Aufgrund steigender Energiepreise gibt es auch in Thüringen eine erhöhte Nachfrage nach kostengünstigeren erneuerbaren Energieformen. Zur Nutzung von regenerativer Heiz- und auch Kühlwärme für Gebäude besteht ein verstärkter Informationsbedarf insbesondere in Fragen der Erdwärmenutzung mit Hilfe von Wärmepumpensystemen. Diese Systeme bestehen häufig aus Erdwärmesonden, -kollektoren oder Brunnenbohrungen, die über Wärmepumpen die dem Untergrund entzogene Energie für Heiz- und Kühlzwecke nutzen. Hierbei werden jedoch auch die Belange zum Schutz des Grundwassers berührt. Um sensible Trinkwasserressourcen nachhaltig zu schützen und gleichzeitig eine Erschließung und Gewinnung von Erdwärme zu ermöglichen, müssen die das Grundwasser betreffenden Aspekte, d. h. sowohl hydrogeologische als auch wasserwirtschaftliche Fragestellungen, für jeden Standort geprüft werden. Hierzu hat die TLUG ein bürgerfreundliches Portal im Internet zur Verfügung gestellt.

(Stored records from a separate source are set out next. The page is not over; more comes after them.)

//! Builds the k6 invocation for a resolved target.
//!
//! Caller flags are not validated here. They are forwarded verbatim and k6's
//! own flag parsing rejects unknown ones with a non-zero exit, which surfaces
//! as an error result.

use std::collections::BTreeMap;

use crate::domain::{AppError, ExecutionRequest, ResolvedTarget};
use crate::ports::Invocation;

pub struct CommandBuilder {
    k6_binary: String,
}

impl CommandBuilder {
    pub fn new<S: Into<String>>(k6_binary: S) -> Self {
        Self { k6_binary: k6_binary.into() }
    }

    /// `<k6> <run|cloud> [args...] [script]`.
    ///
    /// Inline content appends the staged script unless the args already end
    /// with it. Directory content takes the script from the trailing arg, which
    /// must name a file under the working directory.
    pub fn build(
        &self,
        target: &ResolvedTarget,
        request: &ExecutionRequest,
    ) -> Result<Invocation, AppError> {
        let mut args = Vec::with_capacity(request.args.len() + 2);
        args.push(request.subcommand().as_str().to_string());
        args.extend(request.args.iter().cloned());

        match &target.script_argument {
            Some(script) => {
                let script = script.to_string_lossy().into_owned();
                if request.args.last() != Some(&script) {
                    args.push(script);
                }
            }
            None => {
                let script = request
                    .args
                    .last()
                    .filter(|s| !s.trim().is_empty())
                    .ok_or(AppError::ScriptArgumentMissing)?;
                let script_path = target.working_directory.join(script);
                if !script_path.is_file() {
                    return Err(AppError::ScriptNotFound(script_path));
                }
            }
        }

        Ok(Invocation {
            program: self.k6_binary.clone(),
            args,
            working_directory: target.working_directory.clone(),
            envs: merged_envs(request),
        })
    }
}

fn merged_envs(request: &ExecutionRequest) -> BTreeMap<String, String> {
    let mut envs = request.envs.clone();
    envs.extend(request.secret_envs.iter().map(|(k, v)| (k.clone(), v.clone())));
    envs
}
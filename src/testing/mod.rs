mod fake_content_fetcher;
mod fake_process_runner;

pub use fake_content_fetcher::FakeContentFetcher;
pub use fake_process_runner::FakeProcessRunner;
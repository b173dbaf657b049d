pub mod assembler;
pub mod error;
pub mod execution;
pub mod k6_output;
pub mod masking;

pub use assembler::{NO_SCENARIOS, THRESHOLDS_FAILED, assemble};
pub use error::AppError;
pub use execution::{
    ExecutionRequest, ExecutionResult, ExecutionStatus, K6Subcommand, RawRunOutput, Repository,
    ResolvedTarget, StepResult, StepStatus, TestContent,
};
pub use k6_output::{K6SummaryParser, OutputParser, ParsedSummary};
pub use masking::SecretMask;
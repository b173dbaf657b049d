use std::fs;
use std::path::{Path, PathBuf};
use std::sync::{Arc, Mutex};

use crate::adapters::{CHECKOUT_DIR, STAGED_CONTENT_FILE};
use crate::domain::{AppError, Repository};
use crate::ports::ContentFetcher;

/// In-process stand-in for the content backend.
///
/// Inline text is written like the real adapter; "cloning" materializes the
/// configured files under `<data_dir>/repo`.
#[derive(Clone, Default)]
pub struct FakeContentFetcher {
    skip_staging: bool,
    fail_fetch: bool,
    repository_files: Vec<(String, String)>,
    fetched: Arc<Mutex<Vec<Repository>>>,
}

#[allow(dead_code)]
impl FakeContentFetcher {
    pub fn new() -> Self {
        Self::default()
    }

    /// Pretend to stage inline content without writing the file.
    pub fn skip_staging(mut self) -> Self {
        self.skip_staging = true;
        self
    }

    pub fn failing_fetch(mut self) -> Self {
        self.fail_fetch = true;
        self
    }

    pub fn with_repository_file(mut self, path: &str, content: &str) -> Self {
        self.repository_files.push((path.to_string(), content.to_string()));
        self
    }

    pub fn fetch_count(&self) -> usize {
        self.fetched.lock().unwrap().len()
    }

    pub fn fetched(&self) -> Vec<Repository> {
        self.fetched.lock().unwrap().clone()
    }
}

impl ContentFetcher for FakeContentFetcher {
    fn stage_inline(&self, text: &str, data_dir: &Path) -> Result<PathBuf, AppError> {
        let path = data_dir.join(STAGED_CONTENT_FILE);
        if !self.skip_staging {
            fs::write(&path, text)?;
        }
        Ok(path)
    }

    fn fetch_repository(
        &self,
        repository: &Repository,
        data_dir: &Path,
    ) -> Result<PathBuf, AppError> {
        self.fetched.lock().unwrap().push(repository.clone());
        if self.fail_fetch {
            return Err(AppError::Git {
                operation: format!("clone {}", repository.uri),
                details: "remote unreachable".to_string(),
            });
        }

        let checkout = data_dir.join(CHECKOUT_DIR);
        if checkout.exists() {
            fs::remove_dir_all(&checkout)?;
        }
        fs::create_dir_all(&checkout)?;
        for (path, content) in &self.repository_files {
            let file = checkout.join(path);
            if let Some(parent) = file.parent() {
                fs::create_dir_all(parent)?;
            }
            fs::write(file, content)?;
        }
        Ok(checkout)
    }
}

Geothermische Energie - auch als Erdwärme bezeichnet - ist die in Form von Wärme gespeicherte Energie unterhalb der Oberfläche der festen Erde. Unter Geothermie versteht man die technische Ausnutzung dieser natürlichen Erdwärme zur Energiegewinnung. Die oberflächennahe Geothermie nutzt die obersten Schichten der Erdkruste bis etwa 100 m Tiefe (max. 400 m). Das Temperaturniveau in diesem Bereich liegt bei ca. 10° bis 15° C. Wärmequelle sind das natürliche geothermische Wärmepotenzial aus dem Erdinneren und im obersten Bereich auch die solare Einstrahlung. Der geothermische Wärmefluss wird durch die lokalen geologischen Untergrundverhältnisse bestimmt und ist zeitlich konstant, d. h. unabhängig von Tageszeiten und Jahreszeiten.